One direct consequence of the advent and steadily increasing presence of technology within the health care arena will be the need for psychology to finally seriously address the issue of licensure mobility. The Department of Veterans Affairs (VA) recently announced its plan to increase veterans' access to mental health care by conducting more than 200,000 clinic-based, telemental health consultations by mental health specialties this fiscal year. Earlier the VA indicated that it would no longer charge a copayment when veterans receive care in their homes from VA health professionals using video conferencing. The Secretary: "Telemental health provides Veterans quicker and more efficient access to the types of care they seek. We are leveraging technology to reduce the distance they have to travel, increase the flexibility of the system they use, and improve their overall quality of life. We are expanding the reach of our mental health services beyond our major medical centers and treating Veterans closer to their homes." Since the start of the VA Telemental Health Program, VA has conducted over 550,000 patient encounters.
The Fiscal Year 2013 budget request for the Office of Rural Health Policy, which is located within the Health Resources and Services Administration (HRSA) of the Department of Health and Human Services, notes that there has been a significant Departmental focus on rural activities for over two decades. Historically, rural communities have struggled with issues related to access to care, recruitment and retention of health care providers, and maintaining the economic viability of hospitals and other health care providers in isolated rural communities.
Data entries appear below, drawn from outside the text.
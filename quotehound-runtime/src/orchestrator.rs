//! Per-URL scrape orchestration
//!
//! Fans one task per candidate URL across a bounded pool and merges results
//! in completion order. Each task runs:
//!
//! ```text
//! STATIC_FETCH -> quotes?  -> DONE(extracted)
//!              -> empty    -> CHECK_DYNAMIC -> trigger -> DYNAMIC_FETCH -> DONE
//!                                           -> no trigger              -> DONE(empty)
//! any error                -> DONE(empty), reported as failed
//! ```
//!
//! Tasks share nothing but the renderer's browser gate. A task only ever
//! waits on its own timeouts.

use std::sync::Arc;
use std::time::Instant;

use futures::stream::{self, StreamExt};
use serde::{Deserialize, Serialize};
use tracing::{debug, info, warn};

use quotehound_core::{CandidateUrl, RawQuote, RenderMode, TaskOutcome, TaskReport};
use quotehound_extract::ExtractorRegistry;
use quotehound_net::{fetch_page, looks_dynamic, PageFetcher, PageRenderer, RenderConfig};

/// Default worker pool size
pub const DEFAULT_CONCURRENCY: usize = 8;

/// When an empty static page is retried through the renderer
#[derive(Debug, Clone, Copy, PartialEq, Eq, Serialize, Deserialize, Default)]
#[serde(rename_all = "lowercase")]
pub enum FallbackPolicy {
    /// Never render
    Disabled,
    /// Render when the page looks client-rendered
    #[default]
    Heuristic,
    /// Render every page that yielded nothing statically
    Always,
}

impl From<bool> for FallbackPolicy {
    fn from(allow: bool) -> Self {
        if allow {
            FallbackPolicy::Heuristic
        } else {
            FallbackPolicy::Disabled
        }
    }
}

impl std::str::FromStr for FallbackPolicy {
    type Err = String;

    fn from_str(s: &str) -> Result<Self, Self::Err> {
        match s.to_ascii_lowercase().as_str() {
            "disabled" | "never" | "off" => Ok(FallbackPolicy::Disabled),
            "heuristic" | "auto" => Ok(FallbackPolicy::Heuristic),
            "always" => Ok(FallbackPolicy::Always),
            other => Err(format!("unknown fallback policy: {}", other)),
        }
    }
}

impl std::fmt::Display for FallbackPolicy {
    fn fmt(&self, f: &mut std::fmt::Formatter<'_>) -> std::fmt::Result {
        match self {
            FallbackPolicy::Disabled => f.write_str("disabled"),
            FallbackPolicy::Heuristic => f.write_str("heuristic"),
            FallbackPolicy::Always => f.write_str("always"),
        }
    }
}

/// Merged result of one batch
#[derive(Debug, Clone, Default)]
pub struct ScrapeOutcome {
    /// Raw quotes in task-completion order
    pub quotes: Vec<RawQuote>,
    /// One report per dispatched URL, in completion order
    pub reports: Vec<TaskReport>,
}

impl ScrapeOutcome {
    pub fn failed(&self) -> usize {
        self.count(TaskOutcome::Failed)
    }

    pub fn succeeded(&self) -> usize {
        self.reports.len() - self.failed()
    }

    /// Tasks whose result came from a successful browser render
    pub fn rendered(&self) -> usize {
        self.reports
            .iter()
            .filter(|r| r.mode == RenderMode::Dynamic && r.outcome != TaskOutcome::Failed)
            .count()
    }

    fn count(&self, outcome: TaskOutcome) -> usize {
        self.reports.iter().filter(|r| r.outcome == outcome).count()
    }
}
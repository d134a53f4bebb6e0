//! quotehound runtime
//!
//! Drives a harvest end to end:
//! - **Orchestrator**: bounded worker pool, one isolated task per URL with
//!   static fetch, dynamic fallback and extraction
//! - **Pipeline**: discovery, scrape, dedupe and the optional safety pass,
//!   reported through [`quotehound_core::PipelineMetrics`]
//! - **Settings**: optional TOML overlay for every config struct

pub mod orchestrator;
pub mod pipeline;
pub mod settings;

pub use orchestrator::*;
pub use pipeline::*;
pub use settings::*;
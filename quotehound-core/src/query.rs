//! Search query builder
//!
//! Biases a plain entity name toward quote-bearing pages by appending
//! quote keywords and `site:` filters for known quote aggregators.

use serde::{Deserialize, Serialize};
use thiserror::Error;

/// Default number of search results requested
pub const DEFAULT_MAX_URLS: usize = 30;

/// A known high-yield quote aggregator
#[derive(Debug, Clone, Serialize)]
pub struct QuoteSite {
    /// Human-readable name
    pub name: &'static str,
    /// Registrable domain used for `site:` filters
    pub domain: &'static str,
}

impl QuoteSite {
    /// `site:` filter term for this aggregator
    pub fn site_filter(&self) -> String {
        format!("site:{}", self.domain)
    }
}

/// Aggregators added to every query, in filter order
pub static QUOTE_SITES: &[QuoteSite] = &[
    QuoteSite { name: "Ranker", domain: "ranker.com" },
    QuoteSite { name: "CBR", domain: "cbr.com" },
    QuoteSite { name: "Epic Quotes", domain: "epicquotes.com" },
    QuoteSite { name: "Sportskeeda", domain: "sportskeeda.com" },
    QuoteSite { name: "Scattered Quotes", domain: "scatteredquotes.com" },
    QuoteSite { name: "Anime Motivation", domain: "animemotivation.com" },
    QuoteSite { name: "Goodreads", domain: "goodreads.com" },
];

/// Exact-phrase keywords appended after the entity
const BIAS_PHRASES: &[&str] = &["\"best quotes\"", "\"quotes\""];

#[derive(Debug, Error, PartialEq, Eq)]
pub enum QueryError {
    #[error("Entity name must not be empty")]
    EmptyEntity,
}

/// A built search query. Immutable once constructed.
#[derive(Debug, Clone, PartialEq, Eq, Serialize, Deserialize)]
pub struct SearchQuery {
    entity: String,
    query: String,
    max_results: usize,
}

impl SearchQuery {
    /// Build a query for `entity` requesting up to `max_results` results
    pub fn build(entity: &str, max_results: usize) -> Result<Self, QueryError> {
        Self::build_with_context(entity, None, max_results)
    }

    /// Like [`SearchQuery::build`], with extra disambiguating terms after the
    /// entity (e.g. the franchise a character belongs to)
    pub fn build_with_context(
        entity: &str,
        context: Option<&str>,
        max_results: usize,
    ) -> Result<Self, QueryError> {
        let entity = entity.trim();
        if entity.is_empty() {
            return Err(QueryError::EmptyEntity);
        }

        Ok(Self {
            entity: entity.to_string(),
            query: build_query(entity, context),
            max_results,
        })
    }

    pub fn entity(&self) -> &str {
        &self.entity
    }

    pub fn query(&self) -> &str {
        &self.query
    }

    pub fn max_results(&self) -> usize {
        self.max_results
    }
}

/// Compose the biased query string
fn build_query(entity: &str, context: Option<&str>) -> String {
    let mut parts = vec![format!("{} quotes", entity)];

    if let Some(ctx) = context.map(str::trim).filter(|c| !c.is_empty()) {
        parts.push(ctx.to_string());
    }

    parts.extend(BIAS_PHRASES.iter().map(|p| p.to_string()));

    let sites = QUOTE_SITES
        .iter()
        .map(QuoteSite::site_filter)
        .collect::<Vec<_>>()
        .join(" OR ");
    parts.push(sites);

    parts.join(" ")
}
There are nearly 50 million people living in rural
HRSA's Telehealth Grants initiative is designed to expand the use of telecommunications technologies within rural areas, seeking to link rural health practitioners with specialists in urban areas, thereby increasing access and the quality of healthcare provided. Telehealth offers important opportunities to improve the coordination of care in rural communities by linking its providers with specialists and other experts not available locally. The strengthening of a viable rural health infrastructure is viewed as critical for long-term success, including facilitating distance education experiences. The budget request for the office of rural health office once again proposed $11.5 million, which has subsequently been approved by the Senate Appropriation Committee, and thus allows the continuation of the Licensure Portability Grant initiative, in order to assist states in improving clinical licensure coordination across state lines. This particular initiative builds on HRSA's 2011 Report to Congress indicating: "Licensure portability is seen as one element in the panoply of strategies needed to improve access to quality health care services through the deployment of telehealth and other electronic practice services (e-care or e-health services) in this country…. Overcoming unnecessary licensure barriers to cross-state practice is seen as part of a general strategy to expedite the mobility of health professionals in order to address workforce needs and improve access to health care services, particularly in light of increasing shortages of health professionals. "
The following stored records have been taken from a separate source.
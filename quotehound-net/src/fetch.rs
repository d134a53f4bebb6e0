//! Static page fetcher
//!
//! Plain HTTP GET without script execution. Non-2xx responses, transport
//! failures and timeouts all surface as [`FetchError`].

use std::time::{Duration, Instant};

use async_trait::async_trait;
use reqwest::Client;
use tracing::{debug, warn};

use quotehound_core::{FetchResult, RenderMode};

use crate::{create_http_client, FetchConfig, FetchError};

/// Capability to retrieve a page body without rendering
#[async_trait]
pub trait PageFetcher: Send + Sync {
    /// Fetch the raw HTML of `url`
    async fn fetch(&self, url: &str) -> Result<String, FetchError>;
}

/// reqwest-backed static fetcher
#[derive(Debug, Clone)]
pub struct HttpFetcher {
    client: Client,
    timeout: Duration,
}

impl HttpFetcher {
    pub fn new(config: &FetchConfig) -> Result<Self, FetchError> {
        Ok(Self {
            client: create_http_client(config)?,
            timeout: config.timeout(),
        })
    }

    pub fn with_default_config() -> Result<Self, FetchError> {
        Self::new(&FetchConfig::default())
    }
}

#[async_trait]
impl PageFetcher for HttpFetcher {
    async fn fetch(&self, url: &str) -> Result<String, FetchError> {
        fetch_static(&self.client, url, self.timeout).await
    }
}

/// GET `url` with an overall `timeout`, failing on any non-2xx status
pub async fn fetch_static(client: &Client, url: &str, timeout: Duration) -> Result<String, FetchError> {
    let parsed = url::Url::parse(url).map_err(|e| FetchError::InvalidUrl(format!("{}: {}", url, e)))?;
    if !matches!(parsed.scheme(), "http" | "https") {
        return Err(FetchError::InvalidUrl(url.to_string()));
    }

    debug!("Fetching: {}", url);

    let response = client
        .get(parsed)
        .timeout(timeout)
        .send()
        .await
        .map_err(|e| FetchError::from_reqwest(e, timeout))?;

    let status = response.status();
    if !status.is_success() {
        warn!("Fetch of {} returned status: {}", url, status);
        return Err(FetchError::Status(status.as_u16()));
    }

    response
        .text()
        .await
        .map_err(|e| FetchError::from_reqwest(e, timeout))
}

/// Fetch through `fetcher`, recording mode and elapsed time
pub async fn fetch_page(fetcher: &dyn PageFetcher, url: &str) -> FetchResult {
    let started = Instant::now();
    let body = fetcher.fetch(url).await.map_err(|e| e.to_string());

    FetchResult {
        url: url.to_string(),
        body,
        mode: RenderMode::Static,
        elapsed: started.elapsed(),
    }
}

#[cfg(test)]
mod tests {
    use super::*;
    use mockito::Server;

    #[tokio::test]
    async fn test_fetch_static_ok() {
        let mut server = Server::new_async().await;
        let m = server
            .mock("GET", "/quotes")
            .match_header("user-agent", crate::DEFAULT_USER_AGENT)
            .with_status(200)
            .with_header("content-type", "text/html")
            .with_body("<html><body><p>\"Hello there, friend.\"</p></body></html>")
            .expect(1)
            .create_async()
            .await;

        let fetcher = HttpFetcher::with_default_config().unwrap();
        let html = fetcher.fetch(&format!("{}/quotes", server.url())).await.unwrap();

        assert!(html.contains("Hello there"));
        m.assert_async().await;
    }

    #[tokio::test]
    async fn test_fetch_static_status_error() {
        let mut server = Server::new_async().await;
        let _m = server
            .mock("GET", "/missing")
            .with_status(404)
            .create_async()
            .await;

        let fetcher = HttpFetcher::with_default_config().unwrap();
        let err = fetcher
            .fetch(&format!("{}/missing", server.url()))
            .await
            .unwrap_err();

        assert!(matches!(err, FetchError::Status(404)));
    }

    #[tokio::test]
    async fn test_fetch_static_invalid_url() {
        let fetcher = HttpFetcher::with_default_config().unwrap();

        let err = fetcher.fetch("not a url").await.unwrap_err();
        assert!(matches!(err, FetchError::InvalidUrl(_)));

        let err = fetcher.fetch("ftp://example.com/file").await.unwrap_err();
        assert!(matches!(err, FetchError::InvalidUrl(_)));
    }

    #[tokio::test]
    async fn test_fetch_page_records_result() {
        let mut server = Server::new_async().await;
        let _m = server
            .mock("GET", "/page")
            .with_status(500)
            .create_async()
            .await;

        let fetcher = HttpFetcher::with_default_config().unwrap();
        let url = format!("{}/page", server.url());
        let result = fetch_page(&fetcher, &url).await;

        assert_eq!(result.url, url);
        assert_eq!(result.mode, RenderMode::Static);
        assert_eq!(result.body, Err("HTTP status 500".to_string()));
    }

    #[tokio::test]
    async fn test_fetch_static_timeout() {
        let listener = tokio::net::TcpListener::bind("127.0.0.1:0").await.unwrap();
        let addr = listener.local_addr().unwrap();
        // Accept connections and never answer
        let _silent = tokio::spawn(async move {
            let mut held = Vec::new();
            while let Ok((socket, _)) = listener.accept().await {
                held.push(socket);
            }
        });

        let config = FetchConfig {
            timeout_secs: 1,
            ..Default::default()
        };
        let fetcher = HttpFetcher::new(&config).unwrap();
        let err = fetcher
            .fetch(&format!("http://{}/slow", addr))
            .await
            .unwrap_err();

        assert!(matches!(err, FetchError::Timeout(d) if d == Duration::from_secs(1)));
    }
}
For some colleagues, and particularly for those who are not comfortable with fundamental change, the relationship between telemental health and licensure mobility might seem to be a tenuous one. And yet, we would suggest that they are intimately linked. The public policy rationale for professional licensure is to protect the public from untrained and/or unethical practitioners, not to enhance the status or economic well-being of the profession. Historically, and we would expect for the foreseeable future, licensure decisions and qualification criteria have been made at the individual state level, where each of the professions plays a major role in determining its requirements for membership and its scope of practice, albeit through the political process. Within the federal system the governing statutes and implementing regulations generally require licensure in at least one state (regardless of practitioner geographical location) and facility approval (i.e., being credentialed). As improvements in technology allow for increasingly higher quality utilization, the congressional committees with jurisdiction have been systematically "cleaning up" potential lingering statutory restrictions. And, at both the state and federal level, expanding reimbursement paradigms are evolving. APA estimates that 13 states now require private sector insurance companies to pay for telehealth services. Over the years, we have not been aware of any objective evidence which suggests that the quality of care being provided via telehealth is in any way compromised. To the contrary, as the VA, the Department of Defense (DoD), and the federal criminal justice system are demonstrating, access has been significantly enhanced and new state-of-the-art clinical protocols have been developed and implemented.
A First Hand View -- From
ASPPB: We were very pleased to learn from Steve DeMers that the Association of State and Provincial Psychology Boards (ASPPB) was successful in its application this year for one of the licensure portability grants issued by HRSA. ASPPB will receive approximately $1 million over the next three years to provide support for state psychology licensing boards addressing statutory and regulatory barriers to telehealth, focusing upon continuing the development and implementation of its Psychology Licensure Universal System (PLUS) initiative. As an integral means of addressing the present barriers associated with telepsychology, ASPPB has developed an on-line application system, the PLUS, that can be used by any applicant who is seeking licensure, certification, or registration in any state, province, or territory in the United States or Canada that participates in the PLUS program. This also enables concurrent application for the ASPPB Certificate of Professional Qualification in Psychology (CPQ) which is currently accepted by 44 jurisdictions and the ASPPB Interjurisdictional Practice Certificate (IPC). All information collected by the PLUS is deposited and saved in the ASPPB Credentials Bank, a Credentials Verification & Storage Program (The Bank). This information can then be subsequently shared with various licensure boards and other relevant organizations. Therefore, streamlining future licensing processes.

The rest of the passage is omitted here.